Well, I've exhausted most resources as far as people to ask about it, except for a few people I know in the military, and asking them
about it is pointless. (Thinking they can say anything is wishful thinking.)
Here is the latest from this mornings search:
http://www.indystar.com/article/20121113/NEWS/121113028/Owner-home-believed-source-explosion-talks-m-shock-like-everybody-else-?odyssey=tab|topnews|text|Indianapolis%20News
9:37 PM, Nov 13, 2012
Monseratte Shirley was at a casino bar in Lawrenceburg on Saturday night when she answered her cellphone.
It was her neighbor.
“I’m glad you answered the phone. I’m glad you’re alive. We were looking for your body. There’s been an explosion.”
“What do you mean there was an explosion?” Shirley said Tuesday, recounting the conversation. “I’m going home.”
“You don’t have a home. Your home is gone.”
From that moment on, things have been miserable for the 47-year-old nurse whose home is believed to have been the epicenter of Saturday’s blast on Indianapolis’ Southeastside. The explosion and subsequent fires damaged nearly 80 homes, demolishing five. Shirley’s next-door neighbors, John “Dion” Longworth, 34, and his wife, Jennifer, 36, died in the blast.
Speaking to reporters inside her attorney’s Indianapolis office, she said that since Saturday she has been interviewed by detectives, hounded by reporters and has had to get legal advice. Having earlier denied interview requests, she said Tuesday it was time to go public to dispel rumors that somehow she was responsible for the blast.

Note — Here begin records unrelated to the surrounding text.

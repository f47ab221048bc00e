//! Error taxonomy for flows, equipment resolution and chat sessions.

use thiserror::Error;

/// Failure of a single generative-AI flow.
#[derive(Debug, Error)]
pub enum FlowError {
    /// Upstream output (or action input) did not match the declared schema.
    #[error("schema validation failed for {flow}: {}", errors.join("; "))]
    SchemaValidation {
        flow: &'static str,
        errors: Vec<String>,
    },

    /// Network or model failure reported by the upstream provider.
    #[error("upstream call failed: {message}")]
    Upstream {
        message: String,
        source: Option<Box<dyn std::error::Error + Send + Sync>>,
    },

    /// A speech or image request completed without a media part.
    #[error("no media returned")]
    NoMediaReturned,

    /// A prompt template failed to render.
    #[error("prompt template error: {0}")]
    Template(#[from] minijinja::Error),
}

impl FlowError {
    pub fn upstream(message: impl Into<String>) -> Self {
        FlowError::Upstream {
            message: message.into(),
            source: None,
        }
    }

    pub fn schema(flow: &'static str, error: impl Into<String>) -> Self {
        FlowError::SchemaValidation {
            flow,
            errors: vec![error.into()],
        }
    }
}

/// A routed equipment reference that does not exist in the store.
#[derive(Debug, Error, PartialEq, Eq)]
pub enum ResolveError {
    #[error("equipment `{0}` not found in the store")]
    EquipmentNotResolved(String),
}

/// Equipment store failure.
#[derive(Debug, Error)]
pub enum StoreError {
    #[error("database error: {0}")]
    Database(#[from] sqlx::Error),

    #[error("corrupt record `{id}`: {reason}")]
    Corrupt { id: String, reason: String },
}

/// Session-level failures surfaced by the chat API.
#[derive(Debug, Error)]
pub enum SessionError {
    #[error("session not found")]
    NotFound,

    #[error("a turn is already in progress for this session")]
    Busy,

    #[error("message is empty")]
    EmptyMessage,

    #[error("bag id is empty")]
    EmptyBagId,

    #[error("no order is awaiting confirmation")]
    NoPendingOrder,

    #[error("no bag search is awaiting an id")]
    NoBagSearch,

    #[error("unknown equipment `{0}`")]
    UnknownEquipment(String),

    #[error(transparent)]
    Store(#[from] StoreError),
}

“Everybody’s pointing a finger at me like I did something wrong,” she said, each word a struggle as she sobbed. “I mean, I’m totally devastated like my neighbors are.”
The investigation into the explosion remained under way Tuesday, and an official cause has not been released. But utility officials announced they had ruled out at least one possible cause: leaking gas lines.
Citizens Energy Group spokeswoman Sarah Holsapple said Tuesday evening that tests found no evidence of natural gas leaks from any of the utility’s underground lines in the Richmond Hill subdivision, including those that provide gas to Shirley’s home. The findings were confirmed by the National Transportation Safety Board, which concluded its investigation on Tuesday. The federal agency investigates accidents with the nation’s fuel supply lines.
Now, investigators are focusing on gas appliances inside the three homes that were leveled.
“Our investigators believe natural gas is involved,” Indianapolis Division of Homeland Security Chief Gary Coons said in a statement. “They are currently in the process of recovering the appliances from destroyed homes to help determine the cause.”
Shirley said she has no idea why her house might have exploded, and she denied assertions her ex-husband, John Shirley, made Monday that the home’s furnace was malfunctioning and the likely cause of the blast.
She said that several weeks ago, she, her live-in boyfriend, Mark Leonard, and her 12-year-old daughter, Brooke, left their home and stayed in a hotel because the home’s heat wouldn’t turn on. Shirley said the thermostat was replaced and the heat was restored.
She said there haven’t been any other gas-related issues since she lived in the house.
“I don’t know why he made that comment,” Monseratte Shirley said.
Meanwhile, she said she hasn’t gone back to see the damage. She tried to early Sunday morning but only got as far as the elementary school where the evacuees were being sent after the blast. She has been living in a motel.
She said her neighbors tell her there is nothing to go back to see even if she wanted to go back.
All she owns now is what she was wearing Tuesday — a dark sweatshirt with a pink hood, jeans and boots — and two changes of clothes she had packed for her trip. Gone are her family photos, her daughter’s precious teddy bear.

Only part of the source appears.